2. The functional consequence of the timing of exposure in disease formation, including characterization of critical windows in the timing of specific environmental exposures - such as during the fetal, perinatal, prepubertal, pubertal, adult and aged periods – in relation to the sensitivity to the development of autoimmune disease.
3. Functional consequences of environmentally-induced epigenetic changes in the development of autoimmunity.
4. The interplay between environmental exposures and the hormonal milieu in mediating sex differences in the incidence of autoimmune disease.
5. The role of the microbiome in autoimmunity.
6. The role of diet in autoimmunity.
7. Disease markers (biomarkers) of environmentally-induced autoimmunity.
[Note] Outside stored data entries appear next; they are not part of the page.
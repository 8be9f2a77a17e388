use std::collections::{BTreeMap, BTreeSet};

use async_trait::async_trait;
use iv_core::config::DirectoryUser;
use iv_core::ports::{DirectoryError, UserDirectoryPort};

/// User directory fixed at startup from the configuration file.
#[derive(Debug, Clone, Default)]
pub struct StaticUserDirectory {
    users: BTreeMap<String, Vec<String>>,
}

impl StaticUserDirectory {
    /// Entries with an empty id are dropped; repeated ids merge their groups.
    pub fn new(users: impl IntoIterator<Item = DirectoryUser>) -> Self {
        let mut merged: BTreeMap<String, Vec<String>> = BTreeMap::new();
        for user in users {
            if user.id.is_empty() {
                continue;
            }
            let groups = merged.entry(user.id).or_default();
            for group in user.groups {
                if !groups.contains(&group) {
                    groups.push(group);
                }
            }
        }
        Self { users: merged }
    }
}

#[async_trait]
impl UserDirectoryPort for StaticUserDirectory {
    async fn list_user_ids(&self) -> Result<Vec<String>, DirectoryError> {
        Ok(self.users.keys().cloned().collect())
    }

    async fn groups_for_user(&self, user_id: &str) -> Result<Vec<String>, DirectoryError> {
        Ok(self.users.get(user_id).cloned().unwrap_or_default())
    }

    async fn list_groups(&self) -> Result<Vec<String>, DirectoryError> {
        let groups: BTreeSet<&String> = self.users.values().flatten().collect();
        Ok(groups.into_iter().cloned().collect())
    }
}

#[cfg(test)]
mod tests {
    use super::*;

    fn user(id: &str, groups: &[&str]) -> DirectoryUser {
        DirectoryUser {
            id: id.to_string(),
            groups: groups.iter().map(|g| g.to_string()).collect(),
        }
    }

    #[tokio::test]
    async fn lists_users_and_distinct_groups() {
        let directory = StaticUserDirectory::new([
            user("bob", &["staff"]),
            user("alice", &["admin", "staff"]),
            user("", &["ghost"]),
        ]);

        assert_eq!(
            directory.list_user_ids().await.unwrap(),
            vec!["alice".to_string(), "bob".to_string()]
        );
        assert_eq!(
            directory.list_groups().await.unwrap(),
            vec!["admin".to_string(), "staff".to_string()]
        );
        assert_eq!(directory.groups_for_user("bob").await.unwrap(), vec!["staff".to_string()]);
    }

    #[tokio::test]
    async fn unknown_user_has_no_groups() {
        let directory = StaticUserDirectory::new([user("alice", &["admin"])]);
        assert!(directory.groups_for_user("mallory").await.unwrap().is_empty());
    }

    #[tokio::test]
    async fn repeated_entries_merge_groups() {
        let directory = StaticUserDirectory::new([user("alice", &["a"]), user("alice", &["b", "a"])]);
        assert_eq!(
            directory.groups_for_user("alice").await.unwrap(),
            vec!["a".to_string(), "b".to_string()]
        );
    }
}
8. Identification of susceptibility factors to environmentally-influenced autoimmune disease.
9. Epidemiological evidence connecting environmental influences with autoimmune disease.


Important Note: All contributions to this Research Topic must be within the scope of the section and journal to which they are submitted, as defined in their mission statements. Frontiers reserves the right to guide an out-of-scope manuscript to a more suitable section or journal at any stage of peer review.